I finally finished my web-based article on my B-25 flight that I took in August. You can view it here:
Van Gilder Aviation Photography, B-25 Flight Experience

Here is the banner I am using for it in the article section






Enjoy!


----------



## ToughOmbre (Dec 6, 2007)

Good lookin' B-25 and great photos. 

TO


----------



## ccheese (Dec 6, 2007)

Nice pic's Eric..... A flight worth remembering ? Thanks for sharing....

Charles


----------



## FLYBOYJ (Dec 6, 2007)




----------



## twoeagles (Dec 6, 2007)

Fantastic, Eric! Nothing sounds quite like a pair of R-2600's turning up
at takeoff power, and I can hear them just looking at the photo's!


----------



## Thorlifter (Dec 6, 2007)

Great job, Eric.


----------



## evangilder (Dec 6, 2007)

Thanks guys.
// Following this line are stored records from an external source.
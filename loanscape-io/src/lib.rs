//! Dataset loading for loanscape
//!
//! Reads the loan application CSV into a [`loanscape_core::Dataset`],
//! either asynchronously through [`load`] or on the current thread through
//! [`LoanCsvReader::read_dataset`].

pub mod error;
pub mod loader;
pub mod loan_csv;

pub use error::*;
pub use loader::{load, DEFAULT_DATA_PATH};
pub use loan_csv::{coerce_number, parse_records, ColumnType, LoanCsvReader, LoanCsvSchema};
It was quite an experience. I am hoping to get more like that to write up in the near future.


----------



## syscom3 (Dec 6, 2007)

Good job!


----------



## Gnomey (Dec 6, 2007)

Very cool Eric! Excellent photos too.


----------



## Micdrow (Dec 6, 2007)

Great job as always Eric!!!


----------



## Bf109_g (Dec 6, 2007)

Great stuff there, Eric


----------



## DBII (Dec 7, 2007)

I love the shot of the gunsite with the water in the background and the plane's shadow on the water. 

DBII


----------



## ottobean (Feb 13, 2008)

Thats must of been thrilling! In Arizona the CAF is currently restoring a beautiful B-25 "Maid in the Shade" to my knowlegde it is going to give flights. One thing I have been looking forward to is a ride in "Sentimental Journey" which is a B-17g that is restored to combat status. (no comfortable seats here). Each flight cost around 400 dollars but is definitly worth it.
It would be a helluva experince to have the luck of getting a ride in one of these warbirds while the other is flying next to it.


----------



## evangilder (Feb 13, 2008)

Yep, it would be something to get an air-to-air shoot with some of the heavies. I have been through Sentimental Journey a number of times, both at the Wing there at Falcon Field and on it's visits to Camarillo. I haven't seen the newer facility at Falcon yet, but have heard it is very nice.


----------



## Konigstiger205 (Feb 13, 2008)

Great pictures...I bet it was a great ride...


----------



## DBII (Feb 13, 2008)

Come down to Texas and see if you can work a deal for Texas Raider and Thunderbird. I will buy the beer.

DBII


----------